Black Hole is a patience or solitaire card game. It is of the open builder type; its play is similar to Golf and Tri Peaks, but with a tableau of fans like that of La Belle Lucie. Invented by David Parlett, this game's objective is to compile the entire deck into one foundation.

==Rules ==
The cards are dealt to the tableau in piles of three. The leftover card, dealt first or last, is placed as a single foundation called the Black Hole. This card is usually the Ace of Spades, but any card can do.

Only the top cards of each pile in the tableau are available for play, and in order for a card to be placed in the Black Hole, it must be a rank higher or lower than the top card on the Black Hole, ignoring suit. This is the only allowable move in the entire game.

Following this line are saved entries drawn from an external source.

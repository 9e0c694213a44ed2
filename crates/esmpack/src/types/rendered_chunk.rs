use esmpack_common::ChunkIdx;
use esmpack_utils::rstr::Rstr;

#[derive(Debug, Clone)]
pub struct RenderedChunk {
  pub idx: ChunkIdx,
  pub name: Option<Rstr>,
  pub code: String,
}
mod connection;
mod reexport;

use esmpack_utils::indexmap::FxIndexSet;
use oxc_index::IndexVec;
use rustc_hash::FxHashMap;

use crate::{ConnectionIdx, Dependency, DependencyIdx, ExportsInfo, ModuleIdx};

pub use self::{connection::ModuleGraphConnection, reexport::ReexportResolution};

/// Graph bookkeeping of one module.
#[derive(Debug, Default, Clone)]
pub struct ModuleGraphModule {
  pub incoming: FxIndexSet<ConnectionIdx>,
  pub outgoing: FxIndexSet<ConnectionIdx>,
  pub exports: ExportsInfo,
  pub depth: Option<u32>,
  pub pre_order_index: Option<u32>,
  pub post_order_index: Option<u32>,
  pub is_async: bool,
}

#[derive(Debug, Default)]
pub struct ModuleGraph {
  /// Dependencies are never removed from the arena. Dropping one from a module only unlinks it.
  dependencies: IndexVec<DependencyIdx, Dependency>,
  connections: IndexVec<ConnectionIdx, Option<ModuleGraphConnection>>,
  dependency_connections: FxHashMap<DependencyIdx, ConnectionIdx>,
  modules: FxHashMap<ModuleIdx, ModuleGraphModule>,
}

impl ModuleGraph {
  pub fn module_graph_module(&self, module: ModuleIdx) -> Option<&ModuleGraphModule> {
    self.modules.get(&module)
  }

  pub fn module_graph_module_mut(&mut self, module: ModuleIdx) -> &mut ModuleGraphModule {
    self.modules.entry(module).or_default()
  }

  pub fn add_dependency(&mut self, dependency: Dependency) -> DependencyIdx {
    self.dependencies.push(dependency)
  }

  pub fn dependency(&self, idx: DependencyIdx) -> &Dependency {
    &self.dependencies[idx]
  }

  /// Connects `dependency` of `origin_module` to `module`, replacing any earlier resolution.
  pub fn set_resolved_module(
    &mut self,
    origin_module: ModuleIdx,
    dependency: DependencyIdx,
    module: ModuleIdx,
  ) -> ConnectionIdx {
    self.remove_connection(dependency);
    let idx =
      self.connections.push(Some(ModuleGraphConnection::new(dependency, origin_module, module)));
    self.dependency_connections.insert(dependency, idx);
    self.module_graph_module_mut(origin_module).outgoing.insert(idx);
    self.module_graph_module_mut(module).incoming.insert(idx);
    idx
  }

  /// The module `dependency` resolves to, if it is still connected.
  pub fn get_module(&self, dependency: DependencyIdx) -> Option<ModuleIdx> {
    self.connection_by_dependency(dependency).map(|connection| connection.module)
  }

  pub fn connection_by_dependency(&self, dependency: DependencyIdx) -> Option<&ModuleGraphConnection> {
    self.dependency_connections.get(&dependency).and_then(|idx| self.get_connection(*idx))
  }

  pub fn get_connection(&self, idx: ConnectionIdx) -> Option<&ModuleGraphConnection> {
    self.connections.get(idx).and_then(Option::as_ref)
  }

  pub fn incoming_connections(
    &self,
    module: ModuleIdx,
  ) -> impl Iterator<Item = &ModuleGraphConnection> + '_ {
    self
      .modules
      .get(&module)
      .into_iter()
      .flat_map(|mgm| mgm.incoming.iter())
      .filter_map(|idx| self.get_connection(*idx))
  }

  pub fn outgoing_connections(
    &self,
    module: ModuleIdx,
  ) -> impl Iterator<Item = &ModuleGraphConnection> + '_ {
    self
      .modules
      .get(&module)
      .into_iter()
      .flat_map(|mgm| mgm.outgoing.iter())
      .filter_map(|idx| self.get_connection(*idx))
  }

  /// Removes the connection created for `dependency`. The dependency itself stays valid.
  pub fn remove_connection(&mut self, dependency: DependencyIdx) -> Option<ModuleGraphConnection> {
    let idx = self.dependency_connections.remove(&dependency)?;
    let connection = self.connections.get_mut(idx).and_then(Option::take)?;
    if let Some(mgm) = self.modules.get_mut(&connection.origin_module) {
      mgm.outgoing.shift_remove(&idx);
    }
    if let Some(mgm) = self.modules.get_mut(&connection.module) {
      mgm.incoming.shift_remove(&idx);
    }
    Some(connection)
  }

  /// Re-points every connection of `old_module` accepted by `filter` at `new_module`. Rejected
  /// connections stay where they are.
  pub fn move_module_connections(
    &mut self,
    old_module: ModuleIdx,
    new_module: ModuleIdx,
    filter: impl Fn(&ModuleGraphConnection, &Dependency) -> bool,
  ) {
    if old_module == new_module {
      return;
    }
    let Some(old) = self.modules.get(&old_module) else {
      return;
    };
    let outgoing = old.outgoing.iter().copied().collect::<Vec<_>>();
    let incoming = old.incoming.iter().copied().collect::<Vec<_>>();

    let mut moved_outgoing = vec![];
    for idx in outgoing {
      let Some(connection) = self.connections.get_mut(idx).and_then(Option::as_mut) else {
        continue;
      };
      if filter(connection, &self.dependencies[connection.dependency]) {
        connection.origin_module = new_module;
        moved_outgoing.push(idx);
      }
    }
    let mut moved_incoming = vec![];
    for idx in incoming {
      let Some(connection) = self.connections.get_mut(idx).and_then(Option::as_mut) else {
        continue;
      };
      if filter(connection, &self.dependencies[connection.dependency]) {
        connection.module = new_module;
        moved_incoming.push(idx);
      }
    }

    let old = self.module_graph_module_mut(old_module);
    for idx in &moved_outgoing {
      old.outgoing.shift_remove(idx);
    }
    for idx in &moved_incoming {
      old.incoming.shift_remove(idx);
    }
    let new = self.module_graph_module_mut(new_module);
    new.outgoing.extend(moved_outgoing);
    new.incoming.extend(moved_incoming);
  }

  /// Copies ordering, depth, exports and async-ness of `source` onto `target`.
  pub fn clone_module_attributes(&mut self, source: ModuleIdx, target: ModuleIdx) {
    let Some(source) = self.modules.get(&source) else {
      return;
    };
    let depth = source.depth;
    let pre_order_index = source.pre_order_index;
    let post_order_index = source.post_order_index;
    let exports = source.exports.clone();
    let is_async = source.is_async;

    let target = self.module_graph_module_mut(target);
    target.depth = depth;
    target.pre_order_index = pre_order_index;
    target.post_order_index = post_order_index;
    target.exports = exports;
    target.is_async = is_async;
  }

  /// Forgets `module`. Connections still attached to it are removed so nothing points at it
  /// afterwards.
  pub fn clear_module_graph_for_module(&mut self, module: ModuleIdx) {
    let Some(mgm) = self.modules.remove(&module) else {
      return;
    };
    for idx in mgm.incoming.into_iter().chain(mgm.outgoing) {
      if let Some(connection) = self.connections.get(idx).copied().flatten() {
        self.remove_connection(connection.dependency);
      }
    }
  }

  pub fn exports_info(&self, module: ModuleIdx) -> Option<&ExportsInfo> {
    self.modules.get(&module).map(|mgm| &mgm.exports)
  }

  pub fn exports_info_mut(&mut self, module: ModuleIdx) -> &mut ExportsInfo {
    &mut self.module_graph_module_mut(module).exports
  }

  pub fn is_async(&self, module: ModuleIdx) -> bool {
    self.modules.get(&module).is_some_and(|mgm| mgm.is_async)
  }

  pub fn set_async(&mut self, module: ModuleIdx, is_async: bool) {
    self.module_graph_module_mut(module).is_async = is_async;
  }

  /// Whether any live connection starts or ends at `module`.
  pub fn has_connections(&self, module: ModuleIdx) -> bool {
    self.connections.iter().flatten().any(|c| c.module == module || c.origin_module == module)
  }
}

#[cfg(test)]
mod tests {
  use oxc::span::Span;

  use super::ModuleGraph;
  use crate::{Dependency, DependencyKind, ModuleIdx};

  fn import(graph: &mut ModuleGraph, request: &str) -> crate::DependencyIdx {
    graph.add_dependency(Dependency::new(request, Span::default(), DependencyKind::Import))
  }

  #[test]
  fn move_connections_respects_filter() {
    let mut graph = ModuleGraph::default();
    let (a, b, c, d) = (
      ModuleIdx::from_usize(0),
      ModuleIdx::from_usize(1),
      ModuleIdx::from_usize(2),
      ModuleIdx::from_usize(3),
    );
    let a_to_b = import(&mut graph, "./b");
    let b_to_c = import(&mut graph, "./c");
    graph.set_resolved_module(a, a_to_b, b);
    graph.set_resolved_module(b, b_to_c, c);

    graph.move_module_connections(b, d, |connection, _| connection.other_end(b) == a);
    assert_eq!(graph.get_module(a_to_b), Some(d));
    assert_eq!(graph.connection_by_dependency(b_to_c).map(|c| c.origin_module), Some(b));
    assert_eq!(graph.incoming_connections(d).count(), 1);
    assert_eq!(graph.incoming_connections(b).count(), 0);

    graph.clear_module_graph_for_module(b);
    assert!(!graph.has_connections(b));
    assert_eq!(graph.get_module(b_to_c), None);
    assert_eq!(graph.outgoing_connections(a).count(), 1);
  }

  #[test]
  fn resolving_again_replaces_the_connection() {
    let mut graph = ModuleGraph::default();
    let (a, b, c) = (ModuleIdx::from_usize(0), ModuleIdx::from_usize(1), ModuleIdx::from_usize(2));
    let dep = import(&mut graph, "./x");
    graph.set_resolved_module(a, dep, b);
    graph.set_resolved_module(a, dep, c);
    assert_eq!(graph.get_module(dep), Some(c));
    assert_eq!(graph.incoming_connections(b).count(), 0);
    assert_eq!(graph.outgoing_connections(a).count(), 1);
    assert!(graph.remove_connection(dep).is_some());
    assert!(graph.remove_connection(dep).is_none());
  }

  #[test]
  fn clone_attributes_copies_exports_and_async() {
    let mut graph = ModuleGraph::default();
    let (a, b) = (ModuleIdx::from_usize(0), ModuleIdx::from_usize(1));
    graph.exports_info_mut(a).provide("x");
    graph.set_async(a, true);
    graph.module_graph_module_mut(a).depth = Some(2);

    graph.clone_module_attributes(a, b);
    assert!(graph.is_async(b));
    assert_eq!(graph.module_graph_module(b).and_then(|m| m.depth), Some(2));
    assert!(graph.exports_info(b).is_some_and(|e| e.export_info("x").is_some()));
  }
}
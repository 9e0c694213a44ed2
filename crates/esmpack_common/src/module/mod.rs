pub mod concatenated_module;
pub mod external_module;
pub mod normal_module;

use std::borrow::Cow;

use crate::{
  BuildInfo, BuildMeta, ConcatenatedModule, DependencyBlock, DependencyIdx, ExternalModule,
  ModuleIdx, NormalModule,
};

#[derive(Debug)]
pub enum Module {
  Normal(Box<NormalModule>),
  External(Box<ExternalModule>),
  Concatenated(Box<ConcatenatedModule>),
}

impl Module {
  pub fn idx(&self) -> ModuleIdx {
    match self {
      Self::Normal(v) => v.idx,
      Self::External(v) => v.idx,
      Self::Concatenated(v) => v.idx,
    }
  }

  pub fn identifier(&self) -> Cow<'_, str> {
    match self {
      Self::Normal(v) => Cow::Borrowed(&v.id),
      Self::External(v) => Cow::Owned(v.identifier()),
      Self::Concatenated(v) => Cow::Borrowed(&v.id),
    }
  }

  pub fn dependencies(&self) -> &[DependencyIdx] {
    match self {
      Self::Normal(v) => &v.dependencies,
      Self::External(v) => &v.dependencies,
      Self::Concatenated(v) => &v.dependencies,
    }
  }

  pub fn dependencies_mut(&mut self) -> &mut Vec<DependencyIdx> {
    match self {
      Self::Normal(v) => &mut v.dependencies,
      Self::External(v) => &mut v.dependencies,
      Self::Concatenated(v) => &mut v.dependencies,
    }
  }

  pub fn blocks(&self) -> &[DependencyBlock] {
    match self {
      Self::Normal(v) => &v.blocks,
      Self::External(_) => &[],
      Self::Concatenated(v) => &v.blocks,
    }
  }

  /// `None` for externals, which never have nested blocks.
  pub fn blocks_mut(&mut self) -> Option<&mut Vec<DependencyBlock>> {
    match self {
      Self::Normal(v) => Some(&mut v.blocks),
      Self::External(_) => None,
      Self::Concatenated(v) => Some(&mut v.blocks),
    }
  }

  /// Dependencies of the module itself followed by those of its blocks, depth first.
  pub fn all_dependencies(&self) -> Vec<DependencyIdx> {
    let mut ret = self.dependencies().to_vec();
    for block in self.blocks() {
      ret.extend(block.all_dependencies());
    }
    ret
  }

  pub fn build_meta(&self) -> &BuildMeta {
    match self {
      Self::Normal(v) => &v.build_meta,
      Self::External(v) => &v.build_meta,
      Self::Concatenated(v) => &v.build_meta,
    }
  }

  pub fn build_meta_mut(&mut self) -> &mut BuildMeta {
    match self {
      Self::Normal(v) => &mut v.build_meta,
      Self::External(v) => &mut v.build_meta,
      Self::Concatenated(v) => &mut v.build_meta,
    }
  }

  pub fn build_info(&self) -> &BuildInfo {
    match self {
      Self::Normal(v) => &v.build_info,
      Self::External(v) => &v.build_info,
      Self::Concatenated(v) => &v.build_info,
    }
  }

  pub fn build_info_mut(&mut self) -> &mut BuildInfo {
    match self {
      Self::Normal(v) => &mut v.build_info,
      Self::External(v) => &mut v.build_info,
      Self::Concatenated(v) => &mut v.build_info,
    }
  }

  pub fn as_normal(&self) -> Option<&NormalModule> {
    match self {
      Self::Normal(v) => Some(v),
      _ => None,
    }
  }

  pub fn as_external(&self) -> Option<&ExternalModule> {
    match self {
      Self::External(v) => Some(v),
      _ => None,
    }
  }

  pub fn as_concatenated(&self) -> Option<&ConcatenatedModule> {
    match self {
      Self::Concatenated(v) => Some(v),
      _ => None,
    }
  }

  pub fn is_external(&self) -> bool {
    matches!(self, Self::External(..))
  }
}

impl From<NormalModule> for Module {
  fn from(module: NormalModule) -> Self {
    Self::Normal(Box::new(module))
  }
}

impl From<ExternalModule> for Module {
  fn from(module: ExternalModule) -> Self {
    Self::External(Box::new(module))
  }
}

impl From<ConcatenatedModule> for Module {
  fn from(module: ConcatenatedModule) -> Self {
    Self::Concatenated(Box::new(module))
  }
}
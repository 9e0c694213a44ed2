use oxc_index::IndexVec;

use crate::{Module, ModuleIdx};

pub type IndexModules = IndexVec<ModuleIdx, Module>;

/// Owns every module ever created in a compilation, including the ones that were replaced by a
/// concatenated module. Which of them are still part of the output is tracked by the compilation.
#[derive(Debug, Default)]
pub struct ModuleTable {
  pub modules: IndexModules,
}

impl ModuleTable {
  /// Reserves the next index so the module can be constructed knowing its own idx.
  pub fn next_idx(&self) -> ModuleIdx {
    self.modules.next_idx()
  }

  pub fn push(&mut self, module: impl Into<Module>) -> ModuleIdx {
    let module = module.into();
    debug_assert_eq!(module.idx(), self.modules.next_idx());
    self.modules.push(module)
  }

  pub fn get(&self, idx: ModuleIdx) -> Option<&Module> {
    self.modules.get(idx)
  }

  pub fn get_mut(&mut self, idx: ModuleIdx) -> Option<&mut Module> {
    self.modules.get_mut(idx)
  }

  pub fn iter(&self) -> impl Iterator<Item = &Module> {
    self.modules.iter()
  }

  pub fn externals(&self) -> impl Iterator<Item = &Module> {
    self.modules.iter().filter(|module| module.is_external())
  }
}

impl std::ops::Index<ModuleIdx> for ModuleTable {
  type Output = Module;

  fn index(&self, idx: ModuleIdx) -> &Self::Output {
    &self.modules[idx]
  }
}

impl std::ops::IndexMut<ModuleIdx> for ModuleTable {
  fn index_mut(&mut self, idx: ModuleIdx) -> &mut Self::Output {
    &mut self.modules[idx]
  }
}
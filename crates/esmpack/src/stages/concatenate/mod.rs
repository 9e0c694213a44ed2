pub mod module_builder;
mod renamer;

use std::sync::Arc;

use esmpack_common::{ConcatenatedModule, Module, ModuleIdx, RuntimeSpec};
use esmpack_error::{BuildResult, ModuleBuildError};
use esmpack_utils::indexmap::FxIndexSet;

use crate::Compilation;

use self::module_builder::BuildContext;

/// A root module and the modules that get inlined into it.
#[derive(Debug, Clone)]
pub struct ConcatConfiguration {
  pub root: ModuleIdx,
  pub runtime: RuntimeSpec,
  modules: FxIndexSet<ModuleIdx>,
}

impl ConcatConfiguration {
  pub fn new(root: ModuleIdx, runtime: RuntimeSpec) -> Self {
    Self { root, runtime, modules: FxIndexSet::from_iter([root]) }
  }

  pub fn add(&mut self, module: ModuleIdx) {
    self.modules.insert(module);
  }

  /// Every module of the configuration, root first.
  pub fn modules(&self) -> &FxIndexSet<ModuleIdx> {
    &self.modules
  }
}

/// Merges the modules of `config` into one concatenated module that takes the place of the root
/// in both graphs.
///
/// Nothing is mutated until the new module was built. A failed build leaves the compilation as it
/// was and is returned tagged with the concatenated module.
#[tracing::instrument(level = "debug", skip_all, fields(root = ?config.root))]
pub async fn concatenate(
  compilation: &mut Compilation,
  config: ConcatConfiguration,
) -> BuildResult<ModuleIdx> {
  let ConcatConfiguration { root, runtime, modules } = config;
  let root_id = match compilation.module_table.get(root) {
    Some(Module::Normal(normal)) if compilation.modules.contains(&root) => normal.id.clone(),
    Some(module) => {
      return Err(
        anyhow::anyhow!("{} can't be the root of a concatenation", module.identifier()).into(),
      );
    }
    None => return Err(anyhow::anyhow!("Unknown root module {root:?}").into()),
  };

  let runtime = compilation
    .chunk_graph
    .get_module_runtimes(root)
    .into_iter()
    .fold(runtime, |merged, runtime| merged.merge(runtime));

  let idx = compilation.module_table.next_idx();
  let mut new_module = ConcatenatedModule::create(idx, &root_id, root, modules, runtime);

  let builder = Arc::clone(&compilation.module_builder);
  let ctx = BuildContext {
    module_table: &compilation.module_table,
    module_graph: &compilation.module_graph,
    exports_definitions: compilation.call_exports_definitions(),
  };
  builder
    .build(&mut new_module, ctx)
    .await
    .map_err(|error| ModuleBuildError::tag_module_if_missing(error, &new_module.id))?;

  Ok(integrate(compilation, new_module))
}

/// Puts the built module in the place of its root.
fn integrate(compilation: &mut Compilation, new_module: ConcatenatedModule) -> ModuleIdx {
  let root = new_module.root;
  let members = new_module.modules.clone();
  let new_idx = compilation.module_table.push(new_module);

  compilation.module_graph.clone_module_attributes(root, new_idx);
  if members.iter().any(|member| compilation.built_modules.contains(member)) {
    compilation.built_modules.insert(new_idx);
  }

  compilation.modules.shift_remove(&root);
  let root_chunks = compilation.chunk_graph.module_chunks(root).collect::<Vec<_>>();
  for member in members.iter().filter(|member| **member != root) {
    for chunk in &root_chunks {
      compilation.chunk_graph.disconnect_chunk_and_module(*chunk, *member);
    }
  }
  compilation.chunk_graph.replace_module(root, new_idx);
  compilation.chunk_graph.clear_chunk_graph_for_module(root);

  let module_graph = &mut compilation.module_graph;
  let internal = |module: ModuleIdx| members.contains(&module);
  module_graph.move_module_connections(root, new_idx, |connection, dependency| {
    !(dependency.is_harmony_import() && internal(connection.other_end(root)))
  });
  // What's left on the root are the edges inlined away between members.
  module_graph.clear_module_graph_for_module(root);

  compilation.modules.insert(new_idx);
  tracing::debug!(
    "Concatenated {} modules into {}",
    members.len(),
    compilation.module_table[new_idx].identifier()
  );
  new_idx
}

#[cfg(test)]
mod tests {
  use esmpack_common::{ModuleIdx, RuntimeSpec};

  use super::ConcatConfiguration;

  #[test]
  fn root_comes_first() {
    let root = ModuleIdx::from_usize(3);
    let mut config = ConcatConfiguration::new(root, RuntimeSpec::default());
    config.add(ModuleIdx::from_usize(1));
    config.add(root);
    let modules = config.modules().iter().copied().collect::<Vec<_>>();
    assert_eq!(modules, [root, ModuleIdx::from_usize(1)]);
  }
}
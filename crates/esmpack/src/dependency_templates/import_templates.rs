use esmpack_common::Dependency;
use string_wizard::MagicString;

use super::{DependencyTemplate, TemplateContext};

/// Leaves the dependency's source text untouched.
pub struct NoopTemplate;

impl DependencyTemplate for NoopTemplate {
  fn apply(&self, _: &Dependency, _: &mut MagicString<'_>, _: &TemplateContext<'_>) {}
}

/// Drops `import` statements of modules inlined into the same concatenated module.
pub struct ImportTemplate;

impl DependencyTemplate for ImportTemplate {
  fn apply(&self, dependency: &Dependency, source: &mut MagicString<'_>, ctx: &TemplateContext<'_>) {
    if ctx.is_inlined() {
      super::remove_range(source, dependency.range);
    }
  }
}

Aces and Kings are considered consecutive, thus allowing wrapping.

The game ends if there are no more top cards that can be moved to the Black Hole. The game is won if all of the cards end up in the Black Hole.

== Analysis ==

Shlomi Fish wrote a program that attempted to solve one million deals, of which 869,413 could be solved and the 130,587 others were fully traversed without finding a possible solution, yielding a winning rate of over four fifths (87%). A generalised version of the Black Hole patience is NP-complete.

The game typically offers multiple paths, and to have the best chance of succeeding, players should try to look a few moves ahead and eliminate lines of play that lead to a dead end.

== Variants ==

All in a Row is somewhat similar to Black Hole. It is played with 13 columns of 4 cards each, and at the start of play, the first move can be made from any column.